Microencapsulation technology involves the formation of a semi-permeable immune-protective barrier using alginate to shield the islets from the host immune response while allowing essential survival factors such as oxygen, cell nutrients, glucose, and insulin to pass through the capsule membrane. Alginate-microcapsules are commonly used for the encapsulation of pancreatic islets to reduce the host immune response. However, the presence of large amounts of monovalent cations such as sodium ion (Na⁺) can lead to the exchange of these ions with divalent cations used for crosslinking, causing a sol-gel phase transition of the alginate microcapsule. This results in the gradual dissolution and swelling of the microcapsules in the body, leading to a shorter lifespan and exposure of the internal cells to the immune system. To address this limitation, a novel strategy for engineering alginate microcapsules by modifying their surface with ethylamine-bridged EGCG dimers (EGCG(d)) has been explored in this study.

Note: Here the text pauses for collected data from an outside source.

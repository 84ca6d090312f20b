use chrono::Local;
use serde::{Deserialize, Serialize};
use std::fmt;
use std::sync::{Mutex, MutexGuard};
use tracing::{debug, info, warn};

use super::history::{HistoryStore, TrendReport, WellnessRecord};
use crate::analysis::ScorePair;

/// Qualitative bucket of the wellness index, best first
#[derive(Debug, Clone, Copy, PartialEq, Eq, PartialOrd, Ord, Hash, Serialize, Deserialize)]
pub enum Category {
    Excellent,
    Good,
    Fair,
    Moderate,
    Significant,
    Critical,
}

impl Category {
    /// Step function over the index; each boundary belongs to the higher category
    pub fn from_index(index: f64) -> Self {
        if index >= 90.0 {
            Category::Excellent
        } else if index >= 80.0 {
            Category::Good
        } else if index >= 70.0 {
            Category::Fair
        } else if index >= 60.0 {
            Category::Moderate
        } else if index >= 50.0 {
            Category::Significant
        } else {
            Category::Critical
        }
    }

    pub fn as_str(&self) -> &'static str {
        match self {
            Category::Excellent => "Excellent",
            Category::Good => "Good",
            Category::Fair => "Fair",
            Category::Moderate => "Moderate",
            Category::Significant => "Significant",
            Category::Critical => "Critical",
        }
    }
}

impl fmt::Display for Category {
    fn fmt(&self, f: &mut fmt::Formatter<'_>) -> fmt::Result {
        f.write_str(self.as_str())
    }
}

/// Urgency bucket from the weighted stress/fatigue burden
#[derive(Debug, Clone, Copy, PartialEq, Eq, Serialize, Deserialize)]
pub enum RiskLevel {
    Low,
    Moderate,
    High,
}

impl RiskLevel {
    pub fn from_scores(scores: ScorePair) -> Self {
        let burden = burden(scores);
        if burden >= 80.0 {
            RiskLevel::High
        } else if burden >= 60.0 {
            RiskLevel::Moderate
        } else {
            RiskLevel::Low
        }
    }
}

/// Traffic-light glyph for an index
pub fn indicator(index: f64) -> &'static str {
    if index >= 80.0 {
        "🟢"
    } else if index >= 70.0 {
        "🟡"
    } else if index >= 60.0 {
        "🟠"
    } else {
        "🔴"
    }
}

fn burden(scores: ScorePair) -> f64 {
    0.6 * scores.stress_score.min(100) as f64 + 0.4 * scores.fatigue_score.min(100) as f64
}

/// `clamp(100 - (0.6 stress + 0.4 fatigue), 0, 100)`, rounded to 2 decimals
pub fn wellness_index(scores: ScorePair) -> f64 {
    let index = (100.0 - burden(scores)).clamp(0.0, 100.0);
    (index * 100.0).round_ties_even() / 100.0
}

/// Result of one assessment
#[derive(Debug, Clone, PartialEq, Serialize)]
pub struct WellnessAssessment {
    pub stress_score: u8,
    pub fatigue_score: u8,
    pub wellness_index: f64,
    pub category: Category,
    pub indicator: &'static str,
    pub risk_level: RiskLevel,
    pub timestamp: String,
    /// False when the record is only held in memory
    pub persisted: bool,
}

impl WellnessAssessment {
    pub fn record(&self) -> WellnessRecord {
        WellnessRecord {
            timestamp: self.timestamp.clone(),
            stress_score: self.stress_score,
            fatigue_score: self.fatigue_score,
            wellness_index: self.wellness_index,
            category: self.category,
        }
    }
}

/// Derives wellness assessments and owns the history store
///
/// The store sits behind a single lock: appends (append, trim, persist) are
/// serialized and readers see the history before or after an append, never
/// in between.
pub struct WellnessCalculator {
    history: Mutex<Box<dyn HistoryStore>>,
}

impl WellnessCalculator {
    pub fn new(history: Box<dyn HistoryStore>) -> Self {
        debug!("Wellness history capacity: {}", history.capacity());
        Self {
            history: Mutex::new(history),
        }
    }

    fn store(&self) -> MutexGuard<'_, Box<dyn HistoryStore>> {
        // A panic mid-append leaves at worst an untrimmed in-memory history
        self.history
            .lock()
            .unwrap_or_else(|poisoned| poisoned.into_inner())
    }

    /// Assess one pair of scores and append the record to history
    pub fn analyze_complete(&self, scores: ScorePair) -> WellnessAssessment {
        let scores = ScorePair::new(scores.stress_score as i64, scores.fatigue_score as i64);
        let wellness_index = wellness_index(scores);

        let mut assessment = WellnessAssessment {
            stress_score: scores.stress_score,
            fatigue_score: scores.fatigue_score,
            wellness_index,
            category: Category::from_index(wellness_index),
            indicator: indicator(wellness_index),
            risk_level: RiskLevel::from_scores(scores),
            timestamp: Local::now().format("%Y-%m-%d %H:%M:%S").to_string(),
            persisted: true,
        };

        if let Err(e) = self.store().append(assessment.record()) {
            warn!("History kept in memory only: {}", e);
            assessment.persisted = false;
        }

        info!(
            "Wellness {} {:.2} ({}), risk {:?}",
            assessment.indicator, assessment.wellness_index, assessment.category, assessment.risk_level
        );

        assessment
    }

    pub fn history(&self) -> Vec<WellnessRecord> {
        self.store().records()
    }

    pub fn trend(&self) -> TrendReport {
        TrendReport::from_records(&self.store().records())
    }
}

#[cfg(test)]
mod tests {
    use super::*;

    fn pair(stress: u8, fatigue: u8) -> ScorePair {
        ScorePair {
            stress_score: stress,
            fatigue_score: fatigue,
        }
    }

    #[test]
    fn test_index_extremes() {
        assert_eq!(wellness_index(pair(0, 0)), 100.0);
        assert_eq!(wellness_index(pair(100, 100)), 0.0);
        assert_eq!(wellness_index(pair(0, 100)), 60.0);
        assert_eq!(wellness_index(pair(33, 17)), 73.4);
    }

    #[test]
    fn test_index_monotonic() {
        for stress in (0..=100).step_by(5) {
            for fatigue in (0..=100).step_by(5) {
                let here = wellness_index(pair(stress, fatigue));
                if stress < 100 {
                    assert!(wellness_index(pair(stress + 5, fatigue)) <= here);
                }
                if fatigue < 100 {
                    assert!(wellness_index(pair(stress, fatigue + 5)) <= here);
                }
            }
        }
    }

    #[test]
    fn test_category_boundaries() {
        assert_eq!(Category::from_index(100.0), Category::Excellent);
        assert_eq!(Category::from_index(90.0), Category::Excellent);
        assert_eq!(Category::from_index(89.99), Category::Good);
        assert_eq!(Category::from_index(80.0), Category::Good);
        assert_eq!(Category::from_index(70.0), Category::Fair);
        assert_eq!(Category::from_index(60.0), Category::Moderate);
        assert_eq!(Category::from_index(50.0), Category::Significant);
        assert_eq!(Category::from_index(49.99), Category::Critical);
        assert_eq!(Category::from_index(0.0), Category::Critical);
    }

    #[test]
    fn test_risk_uses_raw_burden() {
        assert_eq!(RiskLevel::from_scores(pair(100, 50)), RiskLevel::High);
        assert_eq!(RiskLevel::from_scores(pair(60, 60)), RiskLevel::Moderate);
        assert_eq!(RiskLevel::from_scores(pair(0, 100)), RiskLevel::Low);
    }

    #[test]
    fn test_indicator() {
        assert_eq!(indicator(85.0), "🟢");
        assert_eq!(indicator(70.0), "🟡");
        assert_eq!(indicator(60.0), "🟠");
        assert_eq!(indicator(59.99), "🔴");
    }

    #[test]
    fn test_category_serializes_by_name() {
        let json = serde_json::to_string(&Category::Significant).unwrap();
        assert_eq!(json, "\"Significant\"");
    }
}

EGCG, a catechin found in green tea at high levels, is characterized by the formation of a strong triple covalent bond between EGCGs via an oxidative reaction. We introduced EGCG(d) through an aldehyde-mediated condensation reaction, which selectively reacts with A ring of EGCG. This study involved modifying the surface of the alginate microcapsules by conjugating EGCG(d) (Al/EGCG(d)) through a carbodiimide-mediated coupling reaction. This created a stable layer of EGCG(d) on the outer surface of the microcapsule, formed through the bond between EGCGs mediated by the horseradish peroxidase (HRP) enzyme. The surface-modified (Al/EGCG(d)) microcapsules effectively inhibit structural destruction due to the diffusion of Ca²⁺ and ion exchange of conventional alginate microencapsulation. They also showed increased physical properties, and hydrogen peroxide scavenging ability arose from the EGCG(d) layer. Furthermore, using the HRP enzyme during surface modification was effective in increasing the stability of Al/EGCG(d) microcapsules. The efficacy of Oxi-Al/EGCG(d) microcapsules was tested in vivo, and it was demonstrated that they supported long-term survival (up to day 90) of xenotransplanted rat islets in diabetic mice and could maintain their glycemic functionality by providing resistance toward Ca²⁺ chelating degradation. This study presents a novel strategy for improving the structural stability of alginate-based encapsulation systems by creating Ca²⁺ chelating-resistant capsule surfaces, which could have important implications for the development of cell therapies for diabetes and other diseases.